Acting Special Representative of the Secretary-General on Sexual Violence in Conflict Adama Dieng reminded attendees that there is a face and name behind every number in the report.

He told the stories of Nasima who, in fear of being killed by her relatives after returning from IS captivity, attempted suicide, and Marie who contracted HIV because she was too ashamed to report her rape and receive preventive care.

Such shame and stigma are integral components of the use of sexual violence as a tactic of war, the report notes.

“Aggressors understand that this type of crime can turn victims into outcasts, thus unravelling the family and kinship ties that hold communities together,” the report states. For instance, children who are born of rape may face a life of marginalization and be susceptible to exploitation and recruitment, preventing long-term recovery.

“Stigma kills,” Dieng added.

Mohammed highlighted that holistic reintegration is “imperative.”

“It is not enough to bring back our girls—we must bring them back with dignity and respect to an environment of support, equality, and opportunity and ensure that they are provided…critical assistance that helps them reintegrate back into their homes and societies,” she stated, referencing the social media campaign #BringBackOurGirls which began after 270 Nigerian girls were kidnapped from their school in Chibok by Boko Haram.

Dieng noted the importance of redirecting the stigma of sexual violence from the victim to the perpetrator which is only possible by involving community leaders to shift harmful perceptions of gender and shame. He also pointed to the need to recognize survivors as legitimate victims of conflict and terrorism who are entitled to relief, reparation, and justice.

“When victims have a chance to tell their stories, to observe the sentencing of offenders, and to benefit from solidarity and support including material and symbolic reparations, it can counteract isolation and self-blame. It tells the community that what happened was not the victims’ fault,” Dieng stated.

Some countries have begun to address sexual violence through legislation including Colombia which established a framework providing sexual violence survivors with access to justice. However, just 2 per cent of the 634 documented cases of conflict-related sexual violence have resulted in convictions, a trend seen around the world.

Mohammed noted the positive developments in perceptions of sexual violence, stating, “Sexual violence in conflict is no longer seen as merely a women’s issue or a lesser evil in a false hierarchy of human rights violations. Instead, it is rightly viewed as a legitimate threat to security and durable peace that requires an operational security and justice response.”

She also acknowledged the UN’s own mishaps in responding to sexual abuse allegations by peacekeeping forces but vowed to tackle the challenge and make zero tolerance “a reality.”

In 2015, cases of sexual abuse by French peacekeeping troops in the Central African Republic sparked global outrage, while a Swedish investigative team found that the UN continues to neglect survivors.

Jaf told IPS that without accountability and justice, including in the case of peacekeepers, the issue of conflict-related sexual violence will not be resolved.

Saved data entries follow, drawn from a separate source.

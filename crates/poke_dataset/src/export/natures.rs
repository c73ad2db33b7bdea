//! `natures.json`.

use serde::Serialize;
use tracing::info;

use super::GenerationContext;
use crate::error::Result;
use crate::merge::MergeData;

#[derive(Debug, Clone, Serialize, PartialEq)]
pub struct NatureRecord {
    pub slug: String,
    pub name: String,
    #[serde(skip_serializing_if = "Option::is_none")]
    pub plus: Option<String>,
    #[serde(skip_serializing_if = "Option::is_none")]
    pub minus: Option<String>,
}

pub fn export(ctx: &GenerationContext, merge: &mut MergeData) -> Result<usize> {
    info!("- natures");

    let mut result: Vec<NatureRecord> = ctx
        .gen
        .natures()
        .iter()
        .map(|nature| NatureRecord {
            slug: nature.id.clone(),
            name: nature.name.clone(),
            plus: nature.plus.clone(),
            minus: nature.minus.clone(),
        })
        .collect();

    result.sort_by(|a, b| a.slug.cmp(&b.slug));
    merge.set_natures(&result);

    if !result.is_empty() {
        info!("writing {} natures...", result.len());
        ctx.writer.write("natures.json", &result)?;
    }

    Ok(result.len())
}
//! Species records with the fields the simulator derives at load time.

use indexmap::IndexMap;

use crate::helpers::{infer_species_gen, to_id};
use crate::models::{BaseStats, GenderRatio, OneOrMany, SpeciesData};

const MEGA_FORMES: &[&str] = &["Mega", "Mega-X", "Mega-Y"];

/// A species (or forme) as seen by one generation.
#[derive(Debug, Clone)]
pub struct Species {
    pub id: String,
    pub name: String,
    pub num: i32,
    pub gen: u8,
    /// Own name when this is not a forme.
    pub base_species: String,
    /// Empty for base formes.
    pub forme: String,
    pub base_forme: String,
    pub types: Vec<String>,
    pub base_stats: BaseStats,
    pub abilities: IndexMap<String, String>,
    pub heightm: Option<f64>,
    pub weightkg: Option<f64>,
    pub gender: Option<String>,
    pub gender_ratio: GenderRatio,
    pub egg_groups: Vec<String>,
    pub prevo: Option<String>,
    pub evos: Vec<String>,
    pub evo_type: Option<String>,
    pub evo_condition: Option<String>,
    pub evo_level: Option<u8>,
    pub evo_item: Option<String>,
    pub evo_move: Option<String>,
    pub other_formes: Vec<String>,
    pub cosmetic_formes: Vec<String>,
    pub forme_order: Vec<String>,
    pub battle_only: Option<OneOrMany>,
    pub changes_from: Option<String>,
    pub required_ability: Option<String>,
    pub required_item: Option<String>,
    pub required_items: Vec<String>,
    pub required_move: Option<String>,
    pub can_gigantamax: Option<String>,
    pub cannot_dynamax: bool,
    pub gmax_unreleased: bool,
    pub can_hatch: bool,
    pub unreleased_hidden: bool,
    pub is_mega: bool,
    pub is_primal: bool,
    pub is_nonstandard: Option<String>,
}

impl Species {
    pub fn from_data(id: &str, data: SpeciesData) -> Self {
        let forme = data.forme.unwrap_or_default();
        let base_species = data
            .base_species
            .filter(|base| !base.is_empty())
            .unwrap_or_else(|| data.name.clone());

        let is_mega = MEGA_FORMES.contains(&forme.as_str());
        let is_primal = forme == "Primal";

        let battle_only = data.battle_only.or_else(|| {
            (is_mega || is_primal).then(|| OneOrMany::One(base_species.clone()))
        });
        let changes_from = data
            .changes_from
            .as_ref()
            .or(battle_only.as_ref())
            .and_then(|from| from.first())
            .map(|from| from.to_string());

        let gender_ratio = match data.gender.as_deref() {
            Some("M") => GenderRatio { male: 1.0, female: 0.0 },
            Some("F") => GenderRatio { male: 0.0, female: 1.0 },
            Some("N") => GenderRatio { male: 0.0, female: 0.0 },
            _ => data.gender_ratio.unwrap_or_default(),
        };

        let gen = data
            .gen
            .unwrap_or_else(|| infer_species_gen(data.num, &forme, is_mega));

        Species {
            id: if id.is_empty() { to_id(&data.name) } else { id.to_string() },
            name: data.name,
            num: data.num,
            gen,
            base_species,
            forme,
            base_forme: data.base_forme.unwrap_or_default(),
            types: data.types,
            base_stats: data.base_stats,
            abilities: data.abilities,
            heightm: data.heightm,
            weightkg: data.weightkg,
            gender: data.gender,
            gender_ratio,
            egg_groups: data.egg_groups,
            prevo: data.prevo.filter(|p| !p.is_empty()),
            evos: data.evos,
            evo_type: data.evo_type,
            evo_condition: data.evo_condition,
            evo_level: data.evo_level,
            evo_item: data.evo_item,
            evo_move: data.evo_move,
            other_formes: data.other_formes,
            cosmetic_formes: data.cosmetic_formes,
            forme_order: data.forme_order,
            battle_only,
            changes_from,
            required_ability: data.required_ability,
            required_item: data.required_item,
            required_items: data.required_items,
            required_move: data.required_move,
            can_gigantamax: data.can_gigantamax,
            cannot_dynamax: data.cannot_dynamax,
            gmax_unreleased: data.gmax_unreleased,
            can_hatch: data.can_hatch,
            unreleased_hidden: data.unreleased_hidden,
            is_mega,
            is_primal,
            is_nonstandard: data.is_nonstandard,
        }
    }

    /// Build the record for a cosmetic forme such as "Gastrodon-East",
    /// which has no entry of its own in the dump.
    pub fn cosmetic_forme(owner: &Species, name: &str) -> Self {
        let prefix = format!("{}-", owner.name);
        let forme = name.strip_prefix(&prefix).unwrap_or(name).to_string();

        Species {
            id: to_id(name),
            name: name.to_string(),
            base_species: owner.name.clone(),
            forme,
            base_forme: String::new(),
            other_formes: Vec::new(),
            cosmetic_formes: Vec::new(),
            forme_order: Vec::new(),
            ..owner.clone()
        }
    }

    /// True when this entry is an alternate forme with its own base species.
    pub fn is_forme(&self) -> bool {
        self.base_species != self.name
    }

    pub fn is_battle_only(&self) -> bool {
        self.battle_only.is_some()
    }
}
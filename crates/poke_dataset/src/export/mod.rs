//! Per-generation exporters.
//!
//! Every category writes its documents below `gen<N>/` and feeds the
//! cross-generation accumulator where a merged view exists.

pub mod abilities;
pub mod games;
pub mod items;
pub mod machines;
pub mod moves;
pub mod natures;
pub mod pokedex;
pub mod pokemon;
pub mod types;

use std::collections::{BTreeMap, BTreeSet};

use heck::ToKebabCase;
use showdown_data::{GenerationData, LearnsetSource};
use tracing::info;

use crate::error::Result;
use crate::extra_data::ExtraData;
use crate::merge::MergeData;
use crate::output::JsonWriter;

/// Everything a category exporter reads for one generation.
pub struct GenerationContext<'a> {
    pub gen: &'a dyn GenerationData,
    /// Mod learnsets consulted when the primary dump has none.
    pub alternate: Option<&'a dyn LearnsetSource>,
    pub extra: &'a ExtraData,
    /// Writer rooted at `gen<N>/`.
    pub writer: JsonWriter,
}

impl<'a> GenerationContext<'a> {
    pub fn new(
        gen: &'a dyn GenerationData,
        alternate: Option<&'a dyn LearnsetSource>,
        extra: &'a ExtraData,
        out: &JsonWriter,
    ) -> Self {
        GenerationContext {
            gen,
            alternate,
            extra,
            writer: out.nested(format!("gen{}", gen.num())),
        }
    }

    pub fn num(&self) -> u8 {
        self.gen.num()
    }
}

/// Key (move or ability id) to the slugs of the species that have it.
/// Filled while species are processed, read by the later exporters.
#[derive(Debug, Clone, Default, PartialEq, Eq)]
pub struct ReverseIndex(BTreeMap<String, BTreeSet<String>>);

impl ReverseIndex {
    pub fn new() -> Self {
        Self::default()
    }

    pub fn add(&mut self, key: &str, species_slug: &str) {
        self.0
            .entry(key.to_string())
            .or_default()
            .insert(species_slug.to_string());
    }

    pub fn get(&self, key: &str) -> Option<&BTreeSet<String>> {
        self.0.get(key)
    }

    /// Sorted species slugs for `key`, `None` when nothing has it.
    pub fn species(&self, key: &str) -> Option<Vec<String>> {
        self.0
            .get(key)
            .filter(|slugs| !slugs.is_empty())
            .map(|slugs| slugs.iter().cloned().collect())
    }

    pub fn len(&self) -> usize {
        self.0.len()
    }

    pub fn is_empty(&self) -> bool {
        self.0.is_empty()
    }
}

/// What the species pass leaves behind for the other exporters.
#[derive(Debug, Clone, Default)]
pub struct SpeciesRefs {
    /// Slugs of every exported species.
    pub slugs: BTreeSet<String>,
    pub moves: ReverseIndex,
    pub abilities: ReverseIndex,
    /// G-Max move id to the species that use it.
    pub gmax_moves: ReverseIndex,
}

/// Number of documents written per category.
#[derive(Debug, Clone, Copy, Default, PartialEq, Eq)]
pub struct GenerationSummary {
    pub gen: u8,
    pub pokemon: usize,
    pub moves: usize,
    pub abilities: usize,
    pub items: usize,
    pub natures: usize,
    pub types: usize,
    pub games: usize,
    pub pokedexes: usize,
    pub machines: usize,
}

/// Slug of a type or move category display name ("Fire" -> "fire").
pub fn name_to_slug(name: &str) -> String {
    name.to_kebab_case()
}

/// Run every category exporter for one generation.
pub fn export_generation(ctx: &GenerationContext, merge: &mut MergeData) -> Result<GenerationSummary> {
    info!("*** gen {} ***", ctx.num());

    let mut summary = GenerationSummary {
        gen: ctx.num(),
        ..Default::default()
    };

    summary.types = types::export(ctx, merge)?;
    summary.natures = natures::export(ctx, merge)?;

    let (pokemon, refs) = pokemon::export(ctx)?;
    summary.pokemon = pokemon;
    summary.moves = moves::export(ctx, &refs)?;
    summary.abilities = abilities::export(ctx, &refs, merge)?;
    summary.items = items::export(ctx)?;
    summary.games = games::export(ctx, merge)?;
    summary.pokedexes = pokedex::export(ctx, &refs, merge)?;
    summary.machines = machines::export(ctx)?;

    Ok(summary)
}
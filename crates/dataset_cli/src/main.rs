//! Command line entry point of the dataset builder.
//!
//! Usage:
//!   poke_dataset export
//!   poke_dataset export --config dataset.toml --gen 8 --gen 9
//!   poke_dataset learnset --gen 8 pikachu

mod cmd;
mod config;

use anyhow::Result;
use clap::{Parser, Subcommand};
use cmd::{export, learnset};
use tracing_subscriber::{layer::SubscriberExt, util::SubscriberInitExt};

#[derive(Parser)]
#[command(name = "poke_dataset")]
#[command(about = "Build the versioned Pokemon JSON dataset", long_about = None)]
struct Cli {
    #[command(subcommand)]
    command: Commands,
}

#[derive(Subcommand)]
enum Commands {
    /// Export every configured generation and the merged view
    Export(export::ExportArgs),

    /// Print the merged learnset of one species
    Learnset(learnset::LearnsetArgs),
}

fn init_tracing() {
    tracing_subscriber::registry()
        .with(
            tracing_subscriber::EnvFilter::try_from_default_env()
                .unwrap_or_else(|_| "poke_dataset=info,showdown_data=info,dataset_cli=info".into()),
        )
        .with(tracing_subscriber::fmt::layer().with_writer(std::io::stderr))
        .init();
}

fn main() -> Result<()> {
    let cli = Cli::parse();
    init_tracing();

    match cli.command {
        Commands::Export(args) => export::execute(args),
        Commands::Learnset(args) => learnset::execute(args),
    }
}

She added that humanitarian responders must be trained to cope with such sensitive issues, recounting the case of a woman who did not report a sexual assault due to her discomfort in speaking to a male translator, and gender equality must continue to be promoted.

“Sexual violence in conflict does not happen in a vacuum. This is the result of systematic failure by the international community to address the root causes of conflict, gender inequality and impunity,” Jaf stated.